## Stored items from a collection
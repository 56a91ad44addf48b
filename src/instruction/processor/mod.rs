//! Instruction execution
use crate::{
    error::{ErrorCode, RuntimeError},
    fatal_error, recoverable_error,
    zmachine::ZMachine,
};

use super::*;

mod processor_0op;
mod processor_1op;
mod processor_2op;
mod processor_ext;
mod processor_var;

fn operand_value(zmachine: &mut ZMachine, operand: &Operand) -> Result<u16, RuntimeError> {
    match operand.operand_type() {
        OperandType::SmallConstant | OperandType::LargeConstant => Ok(operand.value()),
        OperandType::Variable => zmachine.variable(operand.value() as u8),
    }
}

/// Resolve instruction operands to values, reading (and popping) variables in order
///
/// # Arguments
/// * `zmachine` - Reference to the zmachine
/// * `instruction` - Instruction
///
/// # Returns
/// [Result] with a vector of operand values or a [RuntimeError]
fn operand_values(
    zmachine: &mut ZMachine,
    instruction: &Instruction,
) -> Result<Vec<u16>, RuntimeError> {
    let mut v = Vec::new();
    let mut l = "Operand values:".to_string();
    for o in instruction.operands() {
        let value = operand_value(zmachine, o)?;
        match o.operand_type() {
            OperandType::SmallConstant => l.push_str(&format!(" #{:02x}", value as u8)),
            _ => l.push_str(&format!(" #{:04x}", value)),
        }
        v.push(value)
    }
    if !v.is_empty() {
        debug!(target: "app::instruction", "{}", l);
    }
    Ok(v)
}

/// Evaluate a branch
///
/// A branch is taken when `condition` matches the branch condition.  Branch addresses 0 and 1
/// return false and true, respectively, from the current routine.
///
/// # Arguments
/// * `zmachine` - Reference to the zmachine
/// * `instruction` - Instruction
/// * `condition` - Result of the instruction's test
///
/// # Returns
/// [Result] with the address of the next instruction or a [RuntimeError]
fn branch(
    zmachine: &mut ZMachine,
    instruction: &Instruction,
    condition: bool,
) -> Result<usize, RuntimeError> {
    match instruction.branch() {
        Some(b) if condition == b.condition() => match b.branch_address() {
            0 => zmachine.return_routine(0),
            1 => zmachine.return_routine(1),
            _ => Ok(b.branch_address()),
        },
        _ => Ok(instruction.next_address()),
    }
}

fn store_result(
    zmachine: &mut ZMachine,
    instruction: &Instruction,
    value: u16,
) -> Result<(), RuntimeError> {
    match instruction.store() {
        Some(s) => zmachine.set_variable(s.variable(), value),
        None => Ok(()),
    }
}

/// Call the routine at a packed address
fn call_fn(
    zmachine: &mut ZMachine,
    instruction: &Instruction,
    operands: &[u16],
) -> Result<usize, RuntimeError> {
    let (routine, arguments) = match operands.split_first() {
        Some((r, a)) => (*r, a),
        None => (0, &operands[0..0]),
    };
    let address = zmachine.packed_routine_address(routine);
    zmachine.call_routine(
        address,
        arguments,
        instruction.store().copied(),
        instruction.next_address(),
    )
}

/// Execute an instruction
///
/// # Arguments
/// * `zmachine` - Reference to the zmachine
/// * `instruction` - Decoded instruction
///
/// # Returns
/// [Result] with the address of the next instruction or a [RuntimeError]
pub fn dispatch(zmachine: &mut ZMachine, instruction: &Instruction) -> Result<usize, RuntimeError> {
    let operation = instruction.opcode().operation();
    if instruction.operands().len() < operation.minimum_operands() {
        return fatal_error!(
            ErrorCode::InvalidInstruction,
            "{} at ${:06x} has {} operands, needs {}",
            instruction.opcode(),
            instruction.address(),
            instruction.operands().len(),
            operation.minimum_operands()
        );
    }

    match operation {
        // 0OP
        Operation::Rtrue => processor_0op::rtrue(zmachine, instruction),
        Operation::Rfalse => processor_0op::rfalse(zmachine, instruction),
        Operation::Print => processor_0op::print(zmachine, instruction),
        Operation::PrintRet => processor_0op::print_ret(zmachine, instruction),
        Operation::Nop => processor_0op::nop(zmachine, instruction),
        Operation::Restart => processor_0op::restart(zmachine, instruction),
        Operation::RetPopped => processor_0op::ret_popped(zmachine, instruction),
        Operation::Pop => processor_0op::pop(zmachine, instruction),
        Operation::Catch => processor_0op::catch(zmachine, instruction),
        Operation::Quit => processor_0op::quit(zmachine, instruction),
        Operation::NewLine => processor_0op::new_line(zmachine, instruction),
        Operation::ShowStatus => processor_0op::show_status(zmachine, instruction),
        Operation::Verify => processor_0op::verify(zmachine, instruction),
        Operation::Piracy => processor_0op::piracy(zmachine, instruction),
        // 1OP
        Operation::Jz => processor_1op::jz(zmachine, instruction),
        Operation::GetSibling => processor_1op::get_sibling(zmachine, instruction),
        Operation::GetChild => processor_1op::get_child(zmachine, instruction),
        Operation::GetParent => processor_1op::get_parent(zmachine, instruction),
        Operation::GetPropLen => processor_1op::get_prop_len(zmachine, instruction),
        Operation::Inc => processor_1op::inc(zmachine, instruction),
        Operation::Dec => processor_1op::dec(zmachine, instruction),
        Operation::PrintAddr => processor_1op::print_addr(zmachine, instruction),
        Operation::Call1S | Operation::Call1N => processor_1op::call_1(zmachine, instruction),
        Operation::RemoveObj => processor_1op::remove_obj(zmachine, instruction),
        Operation::PrintObj => processor_1op::print_obj(zmachine, instruction),
        Operation::Ret => processor_1op::ret(zmachine, instruction),
        Operation::Jump => processor_1op::jump(zmachine, instruction),
        Operation::PrintPaddr => processor_1op::print_paddr(zmachine, instruction),
        Operation::Load => processor_1op::load(zmachine, instruction),
        Operation::Not => processor_1op::not(zmachine, instruction),
        // 2OP
        Operation::Je => processor_2op::je(zmachine, instruction),
        Operation::Jl => processor_2op::jl(zmachine, instruction),
        Operation::Jg => processor_2op::jg(zmachine, instruction),
        Operation::DecChk => processor_2op::dec_chk(zmachine, instruction),
        Operation::IncChk => processor_2op::inc_chk(zmachine, instruction),
        Operation::Jin => processor_2op::jin(zmachine, instruction),
        Operation::Test => processor_2op::test(zmachine, instruction),
        Operation::Or => processor_2op::or(zmachine, instruction),
        Operation::And => processor_2op::and(zmachine, instruction),
        Operation::TestAttr => processor_2op::test_attr(zmachine, instruction),
        Operation::SetAttr => processor_2op::set_attr(zmachine, instruction),
        Operation::ClearAttr => processor_2op::clear_attr(zmachine, instruction),
        Operation::Store => processor_2op::store(zmachine, instruction),
        Operation::InsertObj => processor_2op::insert_obj(zmachine, instruction),
        Operation::Loadw => processor_2op::loadw(zmachine, instruction),
        Operation::Loadb => processor_2op::loadb(zmachine, instruction),
        Operation::GetProp => processor_2op::get_prop(zmachine, instruction),
        Operation::GetPropAddr => processor_2op::get_prop_addr(zmachine, instruction),
        Operation::GetNextProp => processor_2op::get_next_prop(zmachine, instruction),
        Operation::Add => processor_2op::add(zmachine, instruction),
        Operation::Sub => processor_2op::sub(zmachine, instruction),
        Operation::Mul => processor_2op::mul(zmachine, instruction),
        Operation::Div => processor_2op::div(zmachine, instruction),
        Operation::Mod => processor_2op::modulus(zmachine, instruction),
        Operation::Call2S | Operation::Call2N => processor_2op::call_2(zmachine, instruction),
        Operation::SetColour => processor_2op::set_colour(zmachine, instruction),
        Operation::Throw => processor_2op::throw(zmachine, instruction),
        // VAR
        Operation::Call
        | Operation::CallVs2
        | Operation::CallVn
        | Operation::CallVn2 => processor_var::call(zmachine, instruction),
        Operation::Storew => processor_var::storew(zmachine, instruction),
        Operation::Storeb => processor_var::storeb(zmachine, instruction),
        Operation::PutProp => processor_var::put_prop(zmachine, instruction),
        Operation::Sread | Operation::Aread => processor_var::read(zmachine, instruction),
        Operation::PrintChar => processor_var::print_char(zmachine, instruction),
        Operation::PrintNum => processor_var::print_num(zmachine, instruction),
        Operation::Random => processor_var::random(zmachine, instruction),
        Operation::Push => processor_var::push(zmachine, instruction),
        Operation::Pull => processor_var::pull(zmachine, instruction),
        Operation::SplitWindow
        | Operation::SetWindow
        | Operation::EraseWindow
        | Operation::EraseLine
        | Operation::SetCursor
        | Operation::GetCursor
        | Operation::SetTextStyle
        | Operation::BufferMode
        | Operation::OutputStream
        | Operation::InputStream
        | Operation::SoundEffect => processor_var::screen(zmachine, instruction),
        Operation::ReadChar => processor_var::read_char(zmachine, instruction),
        Operation::ScanTable => processor_var::scan_table(zmachine, instruction),
        Operation::Tokenise => processor_var::tokenise(zmachine, instruction),
        Operation::EncodeText => processor_var::encode_text(zmachine, instruction),
        Operation::CopyTable => processor_var::copy_table(zmachine, instruction),
        Operation::PrintTable => processor_var::print_table(zmachine, instruction),
        Operation::CheckArgCount => processor_var::check_arg_count(zmachine, instruction),
        // Save and restore have a branch in V1-3, store in V4+
        Operation::Save => processor_ext::save(zmachine, instruction),
        Operation::Restore => processor_ext::restore(zmachine, instruction),
        // EXT
        Operation::LogShift => processor_ext::log_shift(zmachine, instruction),
        Operation::ArtShift => processor_ext::art_shift(zmachine, instruction),
        Operation::SetFont => processor_ext::set_font(zmachine, instruction),
        Operation::SaveUndo => processor_ext::save_undo(zmachine, instruction),
        Operation::RestoreUndo => processor_ext::restore_undo(zmachine, instruction),
        Operation::PrintUnicode => processor_ext::print_unicode(zmachine, instruction),
        Operation::CheckUnicode => processor_ext::check_unicode(zmachine, instruction),
        Operation::SetTrueColour => processor_ext::set_true_colour(zmachine, instruction),
        Operation::Unknown => recoverable_error!(
            ErrorCode::UnknownOpcode,
            "Unknown opcode {}",
            instruction.opcode()
        ),
    }
}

## Problem description
Quote exactly the first line of the data and every line after it through the one holding "let mut v = Vec::new();".

## Output for this task
repository 56a91ad44addf48b
filename src/instruction/processor/mod.rs
//! Instruction execution
use crate::{
    error::{ErrorCode, RuntimeError},
    fatal_error, recoverable_error,
    zmachine::ZMachine,
};

use super::*;

mod processor_0op;
mod processor_1op;
mod processor_2op;
mod processor_ext;
mod processor_var;

fn operand_value(zmachine: &mut ZMachine, operand: &Operand) -> Result<u16, RuntimeError> {
    match operand.operand_type() {
        OperandType::SmallConstant | OperandType::LargeConstant => Ok(operand.value()),
        OperandType::Variable => zmachine.variable(operand.value() as u8),
    }
}

/// Resolve instruction operands to values, reading (and popping) variables in order
///
/// # Arguments
/// * `zmachine` - Reference to the zmachine
/// * `instruction` - Instruction
///
/// # Returns
/// [Result] with a vector of operand values or a [RuntimeError]
fn operand_values(
    zmachine: &mut ZMachine,
    instruction: &Instruction,
) -> Result<Vec<u16>, RuntimeError> {
    let mut v = Vec::new();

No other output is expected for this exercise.